* WORK REQUIRED
Search through the entries for the word "gauges" and copy every line that has it.
DATASET Block Start
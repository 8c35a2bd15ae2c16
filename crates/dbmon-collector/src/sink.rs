//! Scrape pipeline wired to the signed remote-write client

use async_trait::async_trait;
use dbmon_common::types::EnrichmentLabels;
use dbmon_remote::RemoteWriteClient;
use dbmon_scrape::ScrapeSink;
use prometheus::proto::MetricFamily;

pub struct RemoteWriteSink {
    client: RemoteWriteClient,
}

impl RemoteWriteSink {
    pub fn new(client: RemoteWriteClient) -> Self {
        Self { client }
    }
}

#[async_trait]
impl ScrapeSink for RemoteWriteSink {
    async fn ship(
        &self,
        families: &[MetricFamily],
        enrichment: &EnrichmentLabels,
    ) -> anyhow::Result<()> {
        let batch = dbmon_remote::encode(families, enrichment);
        if batch.skipped > 0 {
            tracing::warn!(
                "Skipped {} metrics while encoding batch for {}",
                batch.skipped,
                enrichment.identifier
            );
        }
        self.client.send(&batch).await?;
        Ok(())
    }
}
//! Database engine probes for the fleet collector
//!
//! Each supported engine ships a collector that owns a lazy connection pool
//! and a set of gauges registered on a per-instance prometheus registry.
//! Probing refreshes the gauges; the registry is gathered and shipped by the
//! scrape layer. The [`EngineCatalog`] maps engine kinds to collector
//! factories so unsupported engines are rejected up front.

pub mod error;
pub mod mysql;
pub mod postgres;

use std::collections::HashMap;
use std::sync::Arc;

use async_trait::async_trait;
use dbmon_common::types::{ConnectionParams, EngineKind};
use prometheus::core::Desc;
use prometheus::Registry;

pub use error::{EngineError, Result};

/// Trait for database engine collectors
///
/// A collector is built once per monitored instance and holds its pool and
/// metric handles for the lifetime of the binding. Implementations must not
/// dial the database at construction time; the first connection is made by
/// the first probe.
#[async_trait]
pub trait EngineCollector: Send + Sync {
    /// Engine kind this collector probes
    fn engine_kind(&self) -> EngineKind;

    /// Run the probe queries and refresh the registered gauges.
    ///
    /// # Errors
    ///
    /// Returns an error when the database cannot be reached or a probe
    /// query fails. The `up` gauge is set to 0 before the error is
    /// returned.
    async fn probe(&self) -> Result<()>;

    /// Descriptors of the metrics this collector registered
    fn describe(&self) -> Vec<Desc>;

    /// Close the connection pool. Called when the binding is dismantled.
    async fn shutdown(&self);
}

/// Factory building a collector against a per-instance registry
pub type EngineFactory =
    Box<dyn Fn(&Registry, &ConnectionParams) -> Result<Arc<dyn EngineCollector>> + Send + Sync>;

/// Catalog of collector factories keyed by engine kind
pub struct EngineCatalog {
    factories: HashMap<EngineKind, EngineFactory>,
}

impl EngineCatalog {
    /// Create an empty catalog
    pub fn new() -> Self {
        Self {
            factories: HashMap::new(),
        }
    }

    /// Create a catalog with the built-in MySQL and PostgreSQL collectors
    pub fn with_builtin_engines() -> Self {
        let mut catalog = Self::new();
        catalog.register(EngineKind::Mysql, mysql::MysqlCollector::register);
        catalog.register(EngineKind::Postgres, postgres::PostgresCollector::register);
        catalog
    }

    /// Register a collector factory for an engine kind
    pub fn register<F>(&mut self, kind: EngineKind, factory: F)
    where
        F: Fn(&Registry, &ConnectionParams) -> Result<Arc<dyn EngineCollector>>
            + Send
            + Sync
            + 'static,
    {
        self.factories.insert(kind, Box::new(factory));
    }

    /// Whether a factory is registered for the engine kind
    pub fn supports(&self, kind: EngineKind) -> bool {
        self.factories.contains_key(&kind)
    }

    /// Build a collector for the engine kind.
    ///
    /// # Errors
    ///
    /// Returns [`EngineError::UnsupportedEngine`] when no factory is
    /// registered for the kind, or the factory's own error when metric
    /// registration fails.
    pub fn build(
        &self,
        kind: EngineKind,
        registry: &Registry,
        params: &ConnectionParams,
    ) -> Result<Arc<dyn EngineCollector>> {
        let factory = self
            .factories
            .get(&kind)
            .ok_or(EngineError::UnsupportedEngine(kind))?;
        factory(registry, params)
    }
}

impl Default for EngineCatalog {
    fn default() -> Self {
        Self::with_builtin_engines()
    }
}

#[cfg(test)]
mod tests {
    use super::*;
    use prometheus::IntGauge;

    fn test_params() -> ConnectionParams {
        ConnectionParams {
            host: "db-1.cluster.local".to_string(),
            port: 3306,
            username: "monitor".to_string(),
            password: "secret".to_string(),
            dbname: None,
        }
    }

    struct NullCollector {
        kind: EngineKind,
        probes: IntGauge,
    }

    #[async_trait]
    impl EngineCollector for NullCollector {
        fn engine_kind(&self) -> EngineKind {
            self.kind
        }

        async fn probe(&self) -> Result<()> {
            self.probes.inc();
            Ok(())
        }

        fn describe(&self) -> Vec<Desc> {
            use prometheus::core::Collector;
            self.probes.desc().into_iter().cloned().collect()
        }

        async fn shutdown(&self) {}
    }

    #[test]
    fn should_support_builtin_engines() {
        let catalog = EngineCatalog::with_builtin_engines();
        assert!(catalog.supports(EngineKind::Mysql));
        assert!(catalog.supports(EngineKind::Postgres));
        assert!(!catalog.supports(EngineKind::Oracle));
    }

    #[test]
    fn should_reject_unregistered_engine() {
        let catalog = EngineCatalog::with_builtin_engines();
        let registry = Registry::new();
        match catalog.build(EngineKind::Oracle, &registry, &test_params()) {
            Err(EngineError::UnsupportedEngine(kind)) => assert_eq!(kind, EngineKind::Oracle),
            _ => panic!("expected unsupported engine error"),
        }
    }

    #[tokio::test]
    async fn should_build_from_custom_factory() {
        let mut catalog = EngineCatalog::new();
        catalog.register(EngineKind::Oracle, |registry, _params| {
            let probes = IntGauge::new("oracle_probes_total", "Probe invocations")?;
            registry.register(Box::new(probes.clone()))?;
            Ok(Arc::new(NullCollector {
                kind: EngineKind::Oracle,
                probes,
            }) as Arc<dyn EngineCollector>)
        });

        let registry = Registry::new();
        let collector = catalog
            .build(EngineKind::Oracle, &registry, &test_params())
            .unwrap();
        assert_eq!(collector.engine_kind(), EngineKind::Oracle);

        collector.probe().await.unwrap();
        let families = registry.gather();
        assert_eq!(families.len(), 1);
        assert_eq!(families[0].get_name(), "oracle_probes_total");
        assert_eq!(families[0].get_metric()[0].get_gauge().get_value(), 1.0);
    }

    #[tokio::test]
    async fn should_build_mysql_collector_lazily() {
        // connect_lazy means building a collector never dials the host
        let catalog = EngineCatalog::with_builtin_engines();
        let registry = Registry::new();
        let collector = catalog
            .build(EngineKind::Mysql, &registry, &test_params())
            .unwrap();
        assert_eq!(collector.engine_kind(), EngineKind::Mysql);
        assert!(!collector.describe().is_empty());
    }
}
DATASET Block End
* YOUR RESPONSE
//! and a set of gauges registered on a per-instance prometheus registry.
//! Probing refreshes the gauges; the registry is gathered and shipped by the
    /// Run the probe queries and refresh the registered gauges.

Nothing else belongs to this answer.